[author: Frank C. Chesters]
The “Tax Relief, Unemployment Insurance Reauthorization, and Job Creation Act of 2010” was enacted December 17, 2010 and is referred to as “TRA 2010.” This legislation included a significant change to the estate and gift tax applicable exclusion amount by adding the concept of “portability,” which was the subject of an article in the September 2011 edition of “McNees Insights” which is posted at www.mwn.com or by clicking here.
The Internal Revenue Service issued temporary regulations effective June 15, 2012 that provide guidance on the estate and gift tax applicable exclusion amount, in general, as well as on the applicable requirements for electing portability of a deceased spousal unused exclusion amount (“DSUE Amount”). June 15, 2012 was the latest possible date that these temporary regulations could be issued so that they would apply retroactively to estates of decedents who died before they were issued. Subject to Congress enacting legislation to extend the portability provisions of TRA 2010 beyond December 31, 2012, the legislation is applicable only to decedents who die in calendar years 2011 and 2012. However, it is recommended that clients assume that the portability provisions will be extended beyond December 31, 2012 and therefore take the necessary steps discussed below to preserve the future use of a deceased spouse’s DSUE Amount.
For a decedent who died in calendar year 2011, the filing threshold to be required to file a Federal Estate Tax Return (Form 706) is a gross estate of $5 million. For decedents who die in calendar year 2012, the amount increased to $5.12 million. In these cases where a Form 706 is required to be filed, the due date is within nine months of the date of the decedent’s death unless an extension has been granted. When an executor is not required to file a Form 706, the Internal Revenue Code does not specify a due date for a Form 706 to be filed for the purpose of making the portability election. The temporary regulations require every estate electing portability of a decedent’s DSUE Amount to file a Form 706 within nine months of the decedent’s date of death, unless an extension of time for filing has been granted. The portability election only becomes irrevocable, however, on the due date of the Form 706, as extended. Therefore, before that due date, an electing executor may supersede a previously-filed portability election on a subsequent, timely-filed Form 706.
The temporary regulations provide that an appointed executor may file a Form 706 to elect portability or to opt to have the portability election not apply. If there is no appointed executor, any person in actual or constructive possession of any property of the decedent may file the Form 706 to elect portability or to opt to have the portability election not apply. Such a person is referred to as a “non-appointed executor.” In many cases this will be the decedent’s surviving spouse who is the surviving owner of jointly titled assets as well as the primary beneficiary of nonprobate assets such as life insurance, retirement accounts and annuities.
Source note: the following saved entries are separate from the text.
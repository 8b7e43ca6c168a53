use serde_json::Value;

use crate::helpers::{TestApp, cookie_value, set_cookie};

#[tokio::test]
async fn should_rotate_tokens_and_reject_reuse() {
    let app = TestApp::new().await;
    let session = app.signed_in("alice", "alice@x.com", "P@ss1").await;

    let response = app.post_refresh_with_cookie(&session.refresh_token).await;
    assert_eq!(response.status().as_u16(), 200);

    let refresh_cookie = set_cookie(&response, "refreshToken").expect("No refresh token cookie");
    assert!(set_cookie(&response, "accessToken").is_some());

    let body: Value = response.json().await.unwrap();
    assert_eq!(body["message"], "Access token refreshed");
    let rotated = body["data"]["refreshToken"].as_str().unwrap().to_owned();
    assert_eq!(rotated, cookie_value(&refresh_cookie));
    assert_ne!(rotated, session.refresh_token);

    let response = app.post_refresh_with_cookie(&session.refresh_token).await;
    assert_eq!(response.status().as_u16(), 401);

    let body: Value = response.json().await.unwrap();
    assert_eq!(body["success"], false);
    assert_eq!(body["message"], "Refresh token is expired or used");

    let response = app.post_refresh_with_cookie(&rotated).await;
    assert_eq!(response.status().as_u16(), 200);
}

#[tokio::test]
async fn should_accept_refresh_token_in_body() {
    let app = TestApp::new().await;
    let session = app.signed_in("alice", "alice@x.com", "P@ss1").await;

    let response = app.post_refresh_with_body(&session.refresh_token).await;

    assert_eq!(response.status().as_u16(), 200);
}

#[tokio::test]
async fn should_return_401_without_token() {
    let app = TestApp::new().await;

    let response = app.post_refresh_without_token().await;

    assert_eq!(response.status().as_u16(), 401);
    let body: Value = response.json().await.unwrap();
    assert_eq!(body["message"], "Unauthorized request");
}

#[tokio::test]
async fn should_return_401_for_malformed_or_foreign_token() {
    let app = TestApp::new().await;
    let session = app.signed_in("alice", "alice@x.com", "P@ss1").await;

    for token in ["not-a-token", "a.b.c", session.access_token.as_str()] {
        let response = app.post_refresh_with_cookie(token).await;
        assert_eq!(response.status().as_u16(), 401, "{token}");

        let body: Value = response.json().await.unwrap();
        assert_eq!(body["message"], "Invalid token");
    }
}

#[tokio::test]
async fn should_invalidate_previous_login_on_new_login() {
    let app = TestApp::new().await;
    let first = app.signed_in("alice", "alice@x.com", "P@ss1").await;

    let response = app
        .post_login(&serde_json::json!({ "username": "alice", "password": "P@ss1" }))
        .await;
    assert_eq!(response.status().as_u16(), 200);

    let response = app.post_refresh_with_cookie(&first.refresh_token).await;
    assert_eq!(response.status().as_u16(), 401);
}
The temporary regulations require that an executor include a computation of the DSUE Amount on the Form 706 to allow portability of that decedent’s DSUE Amount. A complete and properly-prepared return contains the information required to compute a decedent’s DSUE Amount. A transitional rule is provided that the IRS will deem the required computation of the decedent’s DSUE Amount to have been made on the Form 706 that is considered complete and properly prepared. The temporary regulations further clarify that, once the IRS revises the prescribed form for the Form 706 expressly to include the computation of the DSUE Amount, executors that previously filed a Form 706 pursuant to the transitional rule will not be required to file a supplemental Form 706 using the revised form.
While the temporary regulations provide that executors of estates that are not otherwise required to file a Form 706 do not have to report the value of certain property that qualifies for the marital or charitable deduction, I do not see the benefit of this special rule in most cases. Since property that qualifies for the marital deduction is entitled to have its cost basis partially adjusted for the purpose of calculating future capital gains and losses, it seems apparent that most, if not all, of the information will be available to prepare a “complete and properly prepared” Form 706.
The temporary regulations confirm the IRS’s authority to examine returns of each deceased spouse of the surviving spouse to determine the allowable DSUE Amount even if the period of limitations on assessment has expired for the tax. Upon examination, the IRS may adjust or eliminate the DSUE Amount reported on a return; however, the IRS may only make an assessment of additional tax with respect to the deceased spouse’s return within the period of limitations. The ability of the IRS to examine returns of a deceased spouse applies to each transfer by the surviving spouse to which a DSUE Amount is or has been applied.
A future article will address additional issues that were addressed by the temporary regulations, including calculating the DSUE Amount available to a surviving spouse who had multiple spouses predecease the surviving spouse and whether the surviving spouse made taxable gifts during his or her lifetime based upon the DSUE Amount in effect when the gifts were made.